*** Opening Materials provided ***

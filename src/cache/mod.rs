//! Cache system module
//!
//! Two-tier attribute memory, the folder index used for bulk queries and the
//! provider extension point.

pub mod config;
pub mod index;
pub mod memory;
pub mod traits;
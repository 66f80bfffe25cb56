//! Managed-directory predicate
//!
//! Decides whether a directory belongs to the tree the index cares about,
//! for example because it sits inside a version-control working copy.

use std::collections::HashSet;
use std::path::{Path, PathBuf};

/// Whether `path` must be kept in the index even without children
pub trait ManagedPredicate: Send + Sync {
    fn is_managed(&self, path: &Path) -> bool;
}

impl<F> ManagedPredicate for F
where
    F: Fn(&Path) -> bool + Send + Sync,
{
    #[inline]
    fn is_managed(&self, path: &Path) -> bool {
        self(path)
    }
}

/// Every directory at or below one of the roots is managed
#[derive(Debug, Clone, Default)]
pub struct ManagedRoots {
    roots: HashSet<PathBuf>,
}

impl ManagedRoots {
    pub fn new<I, P>(roots: I) -> Self
    where
        I: IntoIterator<Item = P>,
        P: Into<PathBuf>,
    {
        Self {
            roots: roots.into_iter().map(Into::into).collect(),
        }
    }

    pub fn add_root(&mut self, root: impl Into<PathBuf>) {
        self.roots.insert(root.into());
    }
}

impl ManagedPredicate for ManagedRoots {
    fn is_managed(&self, path: &Path) -> bool {
        path.ancestors().any(|ancestor| self.roots.contains(ancestor))
    }
}

#[cfg(test)]
mod tests {
    use super::*;

    #[test]
    fn test_roots_cover_descendants() {
        let roots = ManagedRoots::new(["/work/repo"]);
        assert!(roots.is_managed(Path::new("/work/repo")));
        assert!(roots.is_managed(Path::new("/work/repo/src/lib")));
        assert!(!roots.is_managed(Path::new("/work")));
        assert!(!roots.is_managed(Path::new("/work/repository")));
    }

    #[test]
    fn test_closure_predicate() {
        let predicate = |path: &Path| path.ends_with("managed");
        assert!(predicate.is_managed(Path::new("/a/managed")));
        assert!(!predicate.is_managed(Path::new("/a/other")));
    }
}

*** Closing Materials provided ***

Exercise aim: All lines of the data are to be repeated exactly as they stand.

Task answer:
filename src/cache/mod.rs
//! Cache system module
//!
//! Two-tier attribute memory, the folder index used for bulk queries and the
//! provider extension point.

pub mod config;
pub mod index;
pub mod memory;
pub mod traits;
repository 66f80bfffe25cb56
//! Managed-directory predicate
//!
//! Decides whether a directory belongs to the tree the index cares about,
//! for example because it sits inside a version-control working copy.

use std::collections::HashSet;
use std::path::{Path, PathBuf};

/// Whether `path` must be kept in the index even without children
pub trait ManagedPredicate: Send + Sync {
    fn is_managed(&self, path: &Path) -> bool;
}

impl<F> ManagedPredicate for F
where
    F: Fn(&Path) -> bool + Send + Sync,
{
    #[inline]
    fn is_managed(&self, path: &Path) -> bool {
        self(path)
    }
}

/// Every directory at or below one of the roots is managed
#[derive(Debug, Clone, Default)]
pub struct ManagedRoots {
    roots: HashSet<PathBuf>,
}

impl ManagedRoots {
    pub fn new<I, P>(roots: I) -> Self
    where
        I: IntoIterator<Item = P>,
        P: Into<PathBuf>,
    {
        Self {
            roots: roots.into_iter().map(Into::into).collect(),
        }
    }

    pub fn add_root(&mut self, root: impl Into<PathBuf>) {
        self.roots.insert(root.into());
    }
}

impl ManagedPredicate for ManagedRoots {
    fn is_managed(&self, path: &Path) -> bool {
        path.ancestors().any(|ancestor| self.roots.contains(ancestor))
    }
}

#[cfg(test)]
mod tests {
    use super::*;

    #[test]
    fn test_roots_cover_descendants() {
        let roots = ManagedRoots::new(["/work/repo"]);
        assert!(roots.is_managed(Path::new("/work/repo")));
        assert!(roots.is_managed(Path::new("/work/repo/src/lib")));
        assert!(!roots.is_managed(Path::new("/work")));
        assert!(!roots.is_managed(Path::new("/work/repository")));
    }

    #[test]
    fn test_closure_predicate() {
        let predicate = |path: &Path| path.ends_with("managed");
        assert!(predicate.is_managed(Path::new("/a/managed")));
        assert!(!predicate.is_managed(Path::new("/a/other")));
    }
}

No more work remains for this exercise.